*INSTRUCTIONS TO FOLLOW*
The answer should be each line from the entries below that has the word "DateTime" in it.

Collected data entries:

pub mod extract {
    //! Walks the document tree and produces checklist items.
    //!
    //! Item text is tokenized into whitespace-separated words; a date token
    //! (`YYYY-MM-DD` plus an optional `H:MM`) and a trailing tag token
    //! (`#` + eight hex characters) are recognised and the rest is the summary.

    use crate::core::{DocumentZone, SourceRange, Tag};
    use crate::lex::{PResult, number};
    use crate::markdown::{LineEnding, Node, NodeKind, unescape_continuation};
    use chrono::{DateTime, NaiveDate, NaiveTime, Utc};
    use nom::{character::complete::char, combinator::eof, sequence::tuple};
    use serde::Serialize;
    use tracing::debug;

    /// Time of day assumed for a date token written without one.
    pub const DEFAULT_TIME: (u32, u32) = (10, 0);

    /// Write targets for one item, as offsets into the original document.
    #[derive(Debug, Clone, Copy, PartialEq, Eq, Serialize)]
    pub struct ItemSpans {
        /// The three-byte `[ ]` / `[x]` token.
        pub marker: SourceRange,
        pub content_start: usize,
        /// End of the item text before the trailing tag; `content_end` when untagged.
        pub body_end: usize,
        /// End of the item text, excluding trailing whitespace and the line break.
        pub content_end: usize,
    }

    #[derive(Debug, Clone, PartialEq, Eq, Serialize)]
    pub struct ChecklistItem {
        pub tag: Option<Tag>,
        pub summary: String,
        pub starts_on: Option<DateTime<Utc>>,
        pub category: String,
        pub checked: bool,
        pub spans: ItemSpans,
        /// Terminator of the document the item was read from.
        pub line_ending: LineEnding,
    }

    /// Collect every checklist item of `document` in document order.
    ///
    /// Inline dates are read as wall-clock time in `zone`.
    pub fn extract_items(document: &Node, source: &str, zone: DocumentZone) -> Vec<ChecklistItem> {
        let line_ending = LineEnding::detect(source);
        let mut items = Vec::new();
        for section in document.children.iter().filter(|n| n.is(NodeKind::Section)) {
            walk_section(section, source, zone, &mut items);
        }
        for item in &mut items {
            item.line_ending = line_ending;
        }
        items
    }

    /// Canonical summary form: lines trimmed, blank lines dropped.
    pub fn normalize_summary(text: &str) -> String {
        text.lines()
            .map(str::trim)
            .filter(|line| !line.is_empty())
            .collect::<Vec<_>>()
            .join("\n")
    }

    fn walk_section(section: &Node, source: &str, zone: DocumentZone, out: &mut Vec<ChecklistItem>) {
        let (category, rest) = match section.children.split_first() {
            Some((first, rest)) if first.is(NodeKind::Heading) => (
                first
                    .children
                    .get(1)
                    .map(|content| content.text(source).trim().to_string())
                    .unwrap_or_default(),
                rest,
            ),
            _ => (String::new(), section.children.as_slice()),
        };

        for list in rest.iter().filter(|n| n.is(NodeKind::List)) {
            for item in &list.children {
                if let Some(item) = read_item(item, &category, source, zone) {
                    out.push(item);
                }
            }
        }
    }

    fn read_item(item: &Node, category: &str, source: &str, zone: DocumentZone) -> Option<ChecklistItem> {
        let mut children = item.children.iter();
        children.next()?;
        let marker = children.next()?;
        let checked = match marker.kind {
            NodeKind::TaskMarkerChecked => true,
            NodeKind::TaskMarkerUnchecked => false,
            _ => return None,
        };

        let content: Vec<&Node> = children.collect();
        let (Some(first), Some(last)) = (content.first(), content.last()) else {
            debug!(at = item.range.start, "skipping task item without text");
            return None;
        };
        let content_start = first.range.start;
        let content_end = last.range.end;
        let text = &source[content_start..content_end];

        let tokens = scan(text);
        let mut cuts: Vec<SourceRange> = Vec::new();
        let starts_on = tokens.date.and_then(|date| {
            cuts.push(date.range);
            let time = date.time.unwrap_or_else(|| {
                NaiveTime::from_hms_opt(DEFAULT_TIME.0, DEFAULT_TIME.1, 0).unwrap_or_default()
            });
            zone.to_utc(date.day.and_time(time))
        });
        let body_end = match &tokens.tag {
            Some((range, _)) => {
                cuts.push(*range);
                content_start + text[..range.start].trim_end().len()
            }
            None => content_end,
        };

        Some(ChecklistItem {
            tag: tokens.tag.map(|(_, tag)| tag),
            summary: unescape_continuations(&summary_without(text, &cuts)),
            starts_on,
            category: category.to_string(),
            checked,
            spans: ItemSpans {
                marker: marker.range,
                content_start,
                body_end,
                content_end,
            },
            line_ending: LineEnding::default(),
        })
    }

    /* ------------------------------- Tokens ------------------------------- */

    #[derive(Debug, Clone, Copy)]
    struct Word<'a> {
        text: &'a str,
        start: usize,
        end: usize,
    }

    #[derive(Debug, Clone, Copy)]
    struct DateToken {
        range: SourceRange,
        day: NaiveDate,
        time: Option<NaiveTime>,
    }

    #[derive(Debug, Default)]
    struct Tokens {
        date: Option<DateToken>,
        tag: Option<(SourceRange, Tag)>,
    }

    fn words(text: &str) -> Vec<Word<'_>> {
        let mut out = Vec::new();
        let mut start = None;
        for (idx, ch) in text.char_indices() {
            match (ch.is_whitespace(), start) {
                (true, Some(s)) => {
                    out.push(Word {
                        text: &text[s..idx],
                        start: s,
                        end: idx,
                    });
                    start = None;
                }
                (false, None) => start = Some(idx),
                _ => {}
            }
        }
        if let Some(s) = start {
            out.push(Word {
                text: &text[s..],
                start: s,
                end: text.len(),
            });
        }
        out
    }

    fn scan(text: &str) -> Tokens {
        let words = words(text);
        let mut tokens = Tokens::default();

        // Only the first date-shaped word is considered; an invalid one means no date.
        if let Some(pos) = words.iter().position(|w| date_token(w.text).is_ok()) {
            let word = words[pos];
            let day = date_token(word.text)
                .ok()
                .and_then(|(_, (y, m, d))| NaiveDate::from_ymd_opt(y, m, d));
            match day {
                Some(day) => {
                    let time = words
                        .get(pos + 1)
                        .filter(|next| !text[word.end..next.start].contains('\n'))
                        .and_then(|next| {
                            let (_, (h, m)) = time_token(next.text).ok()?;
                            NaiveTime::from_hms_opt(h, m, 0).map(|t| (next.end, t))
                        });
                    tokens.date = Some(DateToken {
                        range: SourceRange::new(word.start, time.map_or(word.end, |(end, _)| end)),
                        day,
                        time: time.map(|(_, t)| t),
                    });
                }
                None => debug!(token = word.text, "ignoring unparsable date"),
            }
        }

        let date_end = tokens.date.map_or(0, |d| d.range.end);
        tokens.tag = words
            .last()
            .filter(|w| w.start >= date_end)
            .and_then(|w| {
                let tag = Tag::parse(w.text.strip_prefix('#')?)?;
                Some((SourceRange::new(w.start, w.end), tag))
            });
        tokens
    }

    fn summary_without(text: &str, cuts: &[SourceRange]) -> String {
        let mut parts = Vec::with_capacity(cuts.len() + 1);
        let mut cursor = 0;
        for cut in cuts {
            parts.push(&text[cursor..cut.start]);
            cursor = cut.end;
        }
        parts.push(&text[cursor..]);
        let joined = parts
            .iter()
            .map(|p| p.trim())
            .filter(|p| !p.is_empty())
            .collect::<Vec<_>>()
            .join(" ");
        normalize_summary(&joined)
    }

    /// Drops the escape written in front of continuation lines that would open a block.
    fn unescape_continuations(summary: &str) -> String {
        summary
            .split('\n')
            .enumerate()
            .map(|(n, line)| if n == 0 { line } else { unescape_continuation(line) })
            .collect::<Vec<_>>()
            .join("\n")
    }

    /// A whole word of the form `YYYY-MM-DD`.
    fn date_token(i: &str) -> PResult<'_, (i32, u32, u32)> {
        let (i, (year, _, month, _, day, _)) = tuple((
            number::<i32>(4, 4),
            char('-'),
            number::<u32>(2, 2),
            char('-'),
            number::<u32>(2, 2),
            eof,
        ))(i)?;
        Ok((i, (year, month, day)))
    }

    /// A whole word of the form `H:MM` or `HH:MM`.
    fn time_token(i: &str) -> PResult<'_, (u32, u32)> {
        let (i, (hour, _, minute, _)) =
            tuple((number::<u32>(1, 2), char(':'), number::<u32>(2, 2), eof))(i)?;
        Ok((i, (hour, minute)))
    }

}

*EXERCISE RESULT*
    use chrono::{DateTime, NaiveDate, NaiveTime, Utc};
        pub starts_on: Option<DateTime<Utc>>,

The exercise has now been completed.